Summary
Last Updated on May 5, 2015, by eNotes Editorial. Word Count: 1164
So Long a Letter, Mariama Bâ's first novel, is literally written as a long letter. As the novel begins, Ramatoulaye Fall is beginning a letter to her lifelong friend Aissatou Bâ. The occasion for writing is Ramatoulaye's recent widowhood. As she gives her friend the details of her husband's death, she sets off on a journey of remembering the major events in her and Aissatou's lives.

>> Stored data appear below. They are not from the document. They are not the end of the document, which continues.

//! Mutable markup tree for one icon's vector content.
//!
//! Icons arrive as raw SVG text and are parsed into an in-memory tree that
//! the pipeline transforms mutate in place. The tree round-trips back to
//! canonical text via [`MarkupTree::to_string`], and exports its body
//! (everything inside the `<svg>` wrapper) via [`MarkupTree::inner_markup`].

use std::fmt;

use thiserror::Error;

/// Errors produced while parsing raw markup into a [`MarkupTree`].
#[derive(Debug, Error)]
pub enum MarkupError {
    /// The raw text is not well-formed XML.
    #[error("markup is not well-formed: {0}")]
    Parse(#[from] roxmltree::Error),
}

// ============================================================================
// ViewBox
// ============================================================================

/// An icon's view rectangle in user units.
///
/// Mirrors the SVG `viewBox` attribute: an origin plus a size. Width and
/// height are expected to be positive; the cleanup transform validates this
/// before the rest of the pipeline runs.
#[derive(Debug, Clone, Copy, PartialEq)]
pub struct ViewBox {
    /// X coordinate of the left edge.
    pub left: f64,
    /// Y coordinate of the top edge.
    pub top: f64,
    /// Width of the rectangle.
    pub width: f64,
    /// Height of the rectangle.
    pub height: f64,
}

impl ViewBox {
    /// Creates a new view rectangle.
    pub fn new(left: f64, top: f64, width: f64, height: f64) -> Self {
        Self {
            left,
            top,
            width,
            height,
        }
    }

    /// Parses a `viewBox` attribute value (`"left top width height"`,
    /// whitespace- or comma-separated).
    ///
    /// Returns `None` if the value does not contain exactly four numbers.
    pub fn parse(value: &str) -> Option<Self> {
        let mut numbers = value
            .split(|c: char| c.is_ascii_whitespace() || c == ',')
            .filter(|part| !part.is_empty())
            .map(str::parse::<f64>);

        let left = numbers.next()?.ok()?;
        let top = numbers.next()?.ok()?;
        let width = numbers.next()?.ok()?;
        let height = numbers.next()?.ok()?;
        if numbers.next().is_some() {
            return None;
        }
        Some(Self::new(left, top, width, height))
    }
}

impl fmt::Display for ViewBox {
    fn fmt(&self, f: &mut fmt::Formatter<'_>) -> fmt::Result {
        write!(
            f,
            "{} {} {} {}",
            fmt_number(self.left),
            fmt_number(self.top),
            fmt_number(self.width),
            fmt_number(self.height)
        )
    }
}

/// Formats a coordinate without a trailing `.0` for whole values.
pub(crate) fn fmt_number(value: f64) -> String {
    if value.fract() == 0.0 && value.abs() < 1e15 {
        format!("{}", value as i64)
    } else {
        format!("{value}")
    }
}

// ============================================================================
// Tree nodes
// ============================================================================

/// One node in the markup tree: an element or a run of character data.
#[derive(Debug, Clone, PartialEq)]
pub enum Node {
    Element(Element),
    Text(String),
}

/// A markup element with ordered attributes and children.
#[derive(Debug, Clone, PartialEq)]
pub struct Element {
    /// Qualified tag name (`path`, `linearGradient`, `sodipodi:namedview`).
    pub name: String,
    /// Attributes in document order as (name, value) pairs.
    pub attrs: Vec<(String, String)>,
    /// Child nodes in document order.
    pub children: Vec<Node>,
}

impl Element {
    /// Creates an element with no attributes or children.
    pub fn new(name: impl Into<String>) -> Self {
        Self {
            name: name.into(),
            attrs: Vec::new(),
            children: Vec::new(),
        }
    }

    /// Returns the value of the named attribute, if present.
    pub fn attr(&self, name: &str) -> Option<&str> {
        self.attrs
            .iter()
            .find(|(key, _)| key == name)
            .map(|(_, value)| value.as_str())
    }

    /// Sets an attribute, replacing any existing value in place.
    pub fn set_attr(&mut self, name: &str, value: impl Into<String>) {
        if let Some(slot) = self.attrs.iter_mut().find(|(key, _)| key == name) {
            slot.1 = value.into();
        } else {
            self.attrs.push((name.to_string(), value.into()));
        }
    }

    /// Removes an attribute, returning its value if it was present.
    pub fn remove_attr(&mut self, name: &str) -> Option<String> {
        let index = self.attrs.iter().position(|(key, _)| key == name)?;
        Some(self.attrs.remove(index).1)
    }

    /// Iterates over child elements (skipping text nodes).
    pub fn child_elements(&self) -> impl Iterator<Item = &Element> {
        self.children.iter().filter_map(|node| match node {
            Node::Element(el) => Some(el),
            Node::Text(_) => None,
        })
    }
}

// ============================================================================
// MarkupTree
// ============================================================================

/// An in-memory, mutable representation of one icon's vector content.
#[derive(Debug, Clone, PartialEq)]
pub struct MarkupTree {
    root: Element,
}

impl MarkupTree {
    /// Builds a tree from an already-constructed root element.
    pub fn from_root(root: Element) -> Self {
        Self { root }
    }

    /// Parses raw markup text into a tree.
    ///
    /// Comments, processing instructions, and the DOCTYPE are dropped during
    /// parsing. Namespace declarations are re-emitted as `xmlns` attributes
    /// on the element that declared them, so the serialized form parses back
    /// to the same tree.
    pub fn parse(source: &str) -> Result<Self, MarkupError> {
        let doc = roxmltree::Document::parse(source)?;
        let root = convert_element(doc.root_element());
        Ok(Self { root })
    }

    /// Returns the root element.
    pub fn root(&self) -> &Element {
        &self.root
    }

    /// Returns the root element mutably.
    pub fn root_mut(&mut self) -> &mut Element {
        &mut self.root
    }

    /// Returns the view rectangle from the root `viewBox` attribute.
    pub fn view_box(&self) -> Option<ViewBox> {
        ViewBox::parse(self.root.attr("viewBox")?)
    }

    /// Writes a view rectangle back to the root `viewBox` attribute.
    pub fn set_view_box(&mut self, view_box: ViewBox) {
        self.root.set_attr("viewBox", view_box.to_string());
    }

    /// Serializes the children of the root element only.
    ///
    /// This is the form stored in the exported document: the icon body
    /// without its `<svg>` wrapper.
    pub fn inner_markup(&self) -> String {
        let mut out = String::new();
        for child in &self.root.children {
            write_node(&mut out, child);
        }
        out
    }
}

impl fmt::Display for MarkupTree {
    fn fmt(&self, f: &mut fmt::Formatter<'_>) -> fmt::Result {
        let mut out = String::new();
        write_element(&mut out, &self.root);
        f.write_str(&out)
    }
}

// ============================================================================
// Parsing helpers
// ============================================================================

fn convert_element(node: roxmltree::Node<'_, '_>) -> Element {
    let mut element = Element::new(qualified_name(
        node,
        node.tag_name().namespace(),
        node.tag_name().name(),
    ));

    // roxmltree does not report xmlns declarations as attributes. Re-emit
    // each namespace on the element that introduced it: in scope here but
    // not on the parent.
    for ns in node.namespaces() {
        if ns.uri() == "http://www.w3.org/XML/1998/namespace" {
            continue;
        }
        let inherited = node.parent_element().is_some_and(|parent| {
            parent
                .namespaces()
                .any(|pn| pn.name() == ns.name() && pn.uri() == ns.uri())
        });
        if inherited {
            continue;
        }
        let name = match ns.name() {
            Some(prefix) => format!("xmlns:{prefix}"),
            None => "xmlns".to_string(),
        };
        element.attrs.push((name, ns.uri().to_string()));
    }

    for attr in node.attributes() {
        let name = qualified_name(node, attr.namespace(), attr.name());
        element.attrs.push((name, attr.value().to_string()));
    }

    for child in node.children() {
        if child.is_element() {
            element.children.push(Node::Element(convert_element(child)));
        } else if child.is_text() {
            if let Some(text) = child.text() {
                // Inter-element whitespace carries no meaning for icons.
                if !text.trim().is_empty() {
                    element.children.push(Node::Text(text.to_string()));
                }
            }
        }
    }

    element
}

fn qualified_name(scope: roxmltree::Node<'_, '_>, namespace: Option<&str>, local: &str) -> String {
    match namespace {
        Some("http://www.w3.org/XML/1998/namespace") => format!("xml:{local}"),
        Some(uri) => match scope.lookup_prefix(uri) {
            Some(prefix) if !prefix.is_empty() => format!("{prefix}:{local}"),
            _ => local.to_string(),
        },
        None => local.to_string(),
    }
}

// ============================================================================
// Serialization
// ============================================================================

fn write_node(out: &mut String, node: &Node) {
    match node {
        Node::Element(el) => write_element(out, el),
        Node::Text(text) => out.push_str(&escape_text(text)),
    }
}

fn write_element(out: &mut String, element: &Element) {
    out.push('<');
    out.push_str(&element.name);
    for (name, value) in &element.attrs {
        out.push(' ');
        out.push_str(name);
        out.push_str("=\"");
        out.push_str(&escape_attr(value));
        out.push('"');
    }
    if element.children.is_empty() {
        out.push_str("/>");
    } else {
        out.push('>');
        for child in &element.children {
            write_node(out, child);
        }
        out.push_str("</");
        out.push_str(&element.name);
        out.push('>');
    }
}

fn escape_text(text: &str) -> String {
    text.replace('&', "&amp;")
        .replace('<', "&lt;")
        .replace('>', "&gt;")
}

fn escape_attr(value: &str) -> String {
    escape_text(value).replace('"', "&quot;")
}

// ============================================================================
// Tests
// ============================================================================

Ramatoulaye's husband, Moudou Fall, died suddenly of a heart attack. Following the strictures of her Muslim faith, Ramatoulaye must remain in seclusion for a long period of time. This seclusion is broken, however, by the ritualized visits of relatives and friends of the dead man. During the first days, Ramatoulaye must share her home with Binetou, her co-wife. This young woman, who is the same age as Ramatoulaye's oldest daughter, and Ramatoulaye sit in state to welcome the visitors. The visitors bring money to these women out of respect for the dead, but ultimately their family-in-law, Moudou's siblings and parents, take the money away from the widows. In her letter, Ramatoulaye muses about why Moudou forced her into the awkward position of co-wife after 25 years of marriage and 12 children. But before telling the story of Binetou's elevation from shy schoolgirl to wealthy wife, Ramatoulaye recalls her own courtship years before.
Ramatoulaye and Aissatou were well-educated young women, having attended a French-run school in a time when few Senegalese women were given this opportunity. Sought after in marriage by multiple suitors, both women married for love. Ramatoulaye's mother disapproved of her choice—Moudou Fall, the young rising lawyer from a less elite family. Aissatou's in-laws looked down their noses at her. The daughter of a goldsmith, Aissatou was considered an unfit bride for the doctor Mawdo Bâ, the son of a tribal princess. But both women followed their hearts and with their husbands set out to forge new traditions to match their country's new independence.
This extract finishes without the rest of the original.